PROBLEM DESCRIPTION
Each line starting at the one that contains "fn next_is_authority_slashes(&self) ->" and ending at the one that contains "fn is_port_prefix(&self) ->" must be returned exactly, and the rest of the listing is left out.
*** Opening DATA FOR THE TASK ***
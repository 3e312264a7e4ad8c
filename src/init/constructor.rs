use crate::canonicalize::canonicalize_protocol;
use crate::component::Component;
use crate::errors::UrlPatternResult;
use crate::init::PatternInit;
use crate::pattern::{Options, Token, TokenType, TokenizePolicy, tokenize};

#[derive(Debug, Clone, Copy, PartialEq, Eq)]
enum State {
    Init,
    Protocol,
    Authority,
    Username,
    Password,
    Hostname,
    Port,
    Pathname,
    Search,
    Hash,
    Done,
}

impl State {
    fn is_before_hostname(self) -> bool {
        matches!(
            self,
            State::Protocol | State::Authority | State::Username | State::Password
        )
    }

    fn is_before_pathname(self) -> bool {
        self.is_before_hostname() || matches!(self, State::Hostname | State::Port)
    }

    fn is_before_search(self) -> bool {
        self.is_before_pathname() || self == State::Pathname
    }
}

/// Splits a whole-URL pattern string such as `https://*.example.com/:id` into
/// per-field pattern strings.
#[tracing::instrument(level = "trace", skip_all, fields(pattern = %input))]
pub fn parse_constructor_string(input: &str) -> UrlPatternResult<PatternInit> {
    let token_list = tokenize(input, TokenizePolicy::Lenient)?;

    let mut parser = ConstructorStringParser {
        input: input.chars().collect(),
        token_list,
        result: PatternInit::default(),
        component_start: 0,
        token_index: 0,
        token_increment: 1,
        group_depth: 0,
        hostname_ipv6_bracket_depth: 0,
        protocol_matches_special_scheme: false,
        state: State::Init,
    };

    parser.run()?;

    Ok(parser.result)
}

struct ConstructorStringParser {
    input: Vec<char>,
    token_list: Vec<Token>,
    result: PatternInit,
    component_start: usize,
    token_index: usize,
    token_increment: usize,
    group_depth: usize,
    hostname_ipv6_bracket_depth: usize,
    protocol_matches_special_scheme: bool,
    state: State,
}

impl ConstructorStringParser {
    fn run(&mut self) -> UrlPatternResult<()> {
        while self.token_index < self.token_list.len() {
            self.token_increment = 1;

            if self.token_list[self.token_index].kind == TokenType::End {
                match self.state {
                    State::Init => {
                        self.rewind();

                        if self.is_hash_prefix() {
                            self.change_state(State::Hash, 1);
                        } else if self.is_search_prefix() {
                            self.change_state(State::Search, 1);
                        } else {
                            self.change_state(State::Pathname, 0);
                        }

                        self.token_index += self.token_increment;
                        continue;
                    }
                    State::Authority => {
                        self.rewind_and_set_state(State::Hostname);
                        self.token_index += self.token_increment;
                        continue;
                    }
                    _ => {
                        self.change_state(State::Done, 0);
                        break;
                    }
                }
            }

            if self.is_group_open() {
                self.group_depth += 1;
                self.token_index += self.token_increment;
                continue;
            }

            if self.group_depth > 0 {
                if self.is_group_close() {
                    self.group_depth -= 1;
                } else {
                    self.token_index += self.token_increment;
                    continue;
                }
            }

            match self.state {
                State::Init => {
                    if self.is_protocol_suffix() {
                        self.rewind_and_set_state(State::Protocol);
                    }
                }
                State::Protocol => {
                    if self.is_protocol_suffix() {
                        self.compute_protocol_matches_special_scheme()?;

                        let (next_state, skip) = if self.next_is_authority_slashes() {
                            (State::Authority, 3)
                        } else if self.protocol_matches_special_scheme {
                            (State::Authority, 1)
                        } else {
                            (State::Pathname, 1)
                        };

                        self.change_state(next_state, skip);
                    }
                }
                State::Authority => {
                    if self.is_identity_terminator() {
                        self.rewind_and_set_state(State::Username);
                    } else if self.is_pathname_start()
                        || self.is_search_prefix()
                        || self.is_hash_prefix()
                    {
                        self.rewind_and_set_state(State::Hostname);
                    }
                }
                State::Username => {
                    if self.is_password_prefix() {
                        self.change_state(State::Password, 1);
                    } else if self.is_identity_terminator() {
                        self.change_state(State::Hostname, 1);
                    }
                }
                State::Password => {
                    if self.is_identity_terminator() {
                        self.change_state(State::Hostname, 1);
                    }
                }
                State::Hostname => {
                    if self.is_ipv6_open() {
                        self.hostname_ipv6_bracket_depth += 1;
                    } else if self.is_ipv6_close() {
                        self.hostname_ipv6_bracket_depth =
                            self.hostname_ipv6_bracket_depth.saturating_sub(1);
                    } else if self.is_port_prefix() && self.hostname_ipv6_bracket_depth == 0 {
                        self.change_state(State::Port, 1);
                    } else if self.is_pathname_start() {
                        self.change_state(State::Pathname, 0);
                    } else if self.is_search_prefix() {
                        self.change_state(State::Search, 1);
                    } else if self.is_hash_prefix() {
                        self.change_state(State::Hash, 1);
                    }
                }
                State::Port => {
                    if self.is_pathname_start() {
                        self.change_state(State::Pathname, 0);
                    } else if self.is_search_prefix() {
                        self.change_state(State::Search, 1);
                    } else if self.is_hash_prefix() {
                        self.change_state(State::Hash, 1);
                    }
                }
                State::Pathname => {
                    if self.is_search_prefix() {
                        self.change_state(State::Search, 1);
                    } else if self.is_hash_prefix() {
                        self.change_state(State::Hash, 1);
                    }
                }
                State::Search => {
                    if self.is_hash_prefix() {
                        self.change_state(State::Hash, 1);
                    }
                }
                State::Hash | State::Done => {}
            }

            self.token_index += self.token_increment;
        }

        if self.result.hostname.is_some() && self.result.port.is_none() {
            self.result.port = Some(String::new());
        }

        Ok(())
    }

    fn change_state(&mut self, new_state: State, skip: usize) {
        if !matches!(self.state, State::Init | State::Authority | State::Done) {
            let value = self.make_component_string();
            if let Some(slot) = field_for_state(&mut self.result, self.state) {
                *slot = Some(value);
            }
        }

        if self.state != State::Init && new_state != State::Done {
            if self.state.is_before_hostname()
                && matches!(
                    new_state,
                    State::Port | State::Pathname | State::Search | State::Hash
                )
                && self.result.hostname.is_none()
            {
                self.result.hostname = Some(String::new());
            }

            if self.state.is_before_pathname()
                && matches!(new_state, State::Search | State::Hash)
                && self.result.pathname.is_none()
            {
                let pathname = if self.protocol_matches_special_scheme {
                    "/"
                } else {
                    ""
                };
                self.result.pathname = Some(pathname.to_string());
            }

            if self.state.is_before_search()
                && new_state == State::Hash
                && self.result.search.is_none()
            {
                self.result.search = Some(String::new());
            }
        }

        self.state = new_state;
        self.token_index += skip;
        self.component_start = self.token_index;
        self.token_increment = 0;
    }

    fn rewind(&mut self) {
        self.token_index = self.component_start;
        self.token_increment = 0;
    }

    fn rewind_and_set_state(&mut self, state: State) {
        self.rewind();
        self.state = state;
    }

    /// Out-of-range indexes resolve to the trailing `End` token.
    fn safe_token(&self, index: usize) -> &Token {
        let last = self.token_list.len() - 1;
        &self.token_list[index.min(last)]
    }

    fn is_non_special_pattern_char(&self, index: usize, value: &str) -> bool {
        let token = self.safe_token(index);

        token.value == value
            && matches!(
                token.kind,
                TokenType::Char | TokenType::EscapedChar | TokenType::InvalidChar
            )
    }

    fn is_protocol_suffix(&self) -> bool {
        self.is_non_special_pattern_char(self.token_index, ":")
    }

    fn next_is_authority_slashes(&self) -> bool {
        self.is_non_special_pattern_char(self.token_index + 1, "/")
            && self.is_non_special_pattern_char(self.token_index + 2, "/")
    }

    fn is_identity_terminator(&self) -> bool {
        self.is_non_special_pattern_char(self.token_index, "@")
    }

    fn is_password_prefix(&self) -> bool {
        self.is_non_special_pattern_char(self.token_index, ":")
    }

    fn is_port_prefix(&self) -> bool {
        self.is_non_special_pattern_char(self.token_index, ":")
    }

    fn is_pathname_start(&self) -> bool {
        self.is_non_special_pattern_char(self.token_index, "/")
    }

    /// A `?` modifier right after a name, regexp, group or asterisk is not a search prefix.
    fn is_search_prefix(&self) -> bool {
        if self.is_non_special_pattern_char(self.token_index, "?") {
            return true;
        }

        if self.token_list[self.token_index].value != "?" {
            return false;
        }

        if self.token_index == 0 {
            return true;
        }

        let previous = self.safe_token(self.token_index - 1);

        !matches!(
            previous.kind,
            TokenType::Name | TokenType::Regexp | TokenType::Close | TokenType::Asterisk
        )
    }

    fn is_hash_prefix(&self) -> bool {
        self.is_non_special_pattern_char(self.token_index, "#")
    }

    fn is_group_open(&self) -> bool {
        self.token_list[self.token_index].kind == TokenType::Open
    }

    fn is_group_close(&self) -> bool {
        self.token_list[self.token_index].kind == TokenType::Close
    }

    fn is_ipv6_open(&self) -> bool {
        self.is_non_special_pattern_char(self.token_index, "[")
    }

    fn is_ipv6_close(&self) -> bool {
        self.is_non_special_pattern_char(self.token_index, "]")
    }

    fn make_component_string(&self) -> String {
        let end = self.token_list[self.token_index].position;
        let start = self.safe_token(self.component_start).position;

        self.input[start..end].iter().collect()
    }

    fn compute_protocol_matches_special_scheme(&mut self) -> UrlPatternResult<()> {
        let protocol = self.make_component_string();
        let component = Component::compile(&protocol, &canonicalize_protocol, &Options::DEFAULT)?;

        if component.matches_special_scheme() {
            self.protocol_matches_special_scheme = true;
        }

        Ok(())
    }
}

fn field_for_state(init: &mut PatternInit, state: State) -> Option<&mut Option<String>> {
    match state {
        State::Protocol => Some(&mut init.protocol),
        State::Username => Some(&mut init.username),
        State::Password => Some(&mut init.password),
        State::Hostname => Some(&mut init.hostname),
        State::Port => Some(&mut init.port),
        State::Pathname => Some(&mut init.pathname),
        State::Search => Some(&mut init.search),
        State::Hash => Some(&mut init.hash),
        State::Init | State::Authority | State::Done => None,
    }
}

#[cfg(test)]
mod tests {
    use super::*;

    #[test]
    fn splits_full_url_pattern() {
        let init = parse_constructor_string("https://*.example.com:8080/a/:id/x?q=1#top").unwrap();

        assert_eq!(init.protocol.as_deref(), Some("https"));
        assert_eq!(init.username, None);
        assert_eq!(init.hostname.as_deref(), Some("*.example.com"));
        assert_eq!(init.port.as_deref(), Some("8080"));
        assert_eq!(init.pathname.as_deref(), Some("/a/:id/x"));
        assert_eq!(init.search.as_deref(), Some("q=1"));
        assert_eq!(init.hash.as_deref(), Some("top"));
    }

    #[test]
    fn reads_credentials_before_identity_terminator() {
        let init = parse_constructor_string("https://user\\:pw@example.com/").unwrap();

        assert_eq!(init.username.as_deref(), Some("user"));
        assert_eq!(init.password.as_deref(), Some("pw"));
        assert_eq!(init.hostname.as_deref(), Some("example.com"));
        assert_eq!(init.pathname.as_deref(), Some("/"));
    }

    #[test]
    fn relative_pattern_is_pathname_only() {
        let init = parse_constructor_string("/books/:id").unwrap();

        assert_eq!(init.protocol, None);
        assert_eq!(init.hostname, None);
        assert_eq!(init.pathname.as_deref(), Some("/books/:id"));
    }

    #[test]
    fn optional_name_modifier_is_not_a_search_prefix() {
        let init = parse_constructor_string("/books/:id?").unwrap();

        assert_eq!(init.pathname.as_deref(), Some("/books/:id?"));
        assert_eq!(init.search, None);
    }

    #[test]
    fn special_scheme_without_slashes_still_reads_authority() {
        let init = parse_constructor_string("https\\:example.com/x").unwrap();

        assert_eq!(init.hostname.as_deref(), Some("example.com"));
        assert_eq!(init.pathname.as_deref(), Some("/x"));
        assert_eq!(init.port.as_deref(), Some(""));
    }

    #[test]
    fn non_special_scheme_goes_straight_to_pathname() {
        let init = parse_constructor_string("data\\:text/plain,*").unwrap();

        assert_eq!(init.protocol.as_deref(), Some("data"));
        assert_eq!(init.hostname.as_deref(), Some(""));
        assert_eq!(init.pathname.as_deref(), Some("text/plain,*"));
    }
}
*** Closing DATA FOR THE TASK ***
OUTPUT FOR THIS TASK
    fn next_is_authority_slashes(&self) -> bool {
        self.is_non_special_pattern_char(self.token_index + 1, "/")
            && self.is_non_special_pattern_char(self.token_index + 2, "/")
    }

    fn is_identity_terminator(&self) -> bool {
        self.is_non_special_pattern_char(self.token_index, "@")
    }

    fn is_password_prefix(&self) -> bool {
        self.is_non_special_pattern_char(self.token_index, ":")
    }

    fn is_port_prefix(&self) -> bool {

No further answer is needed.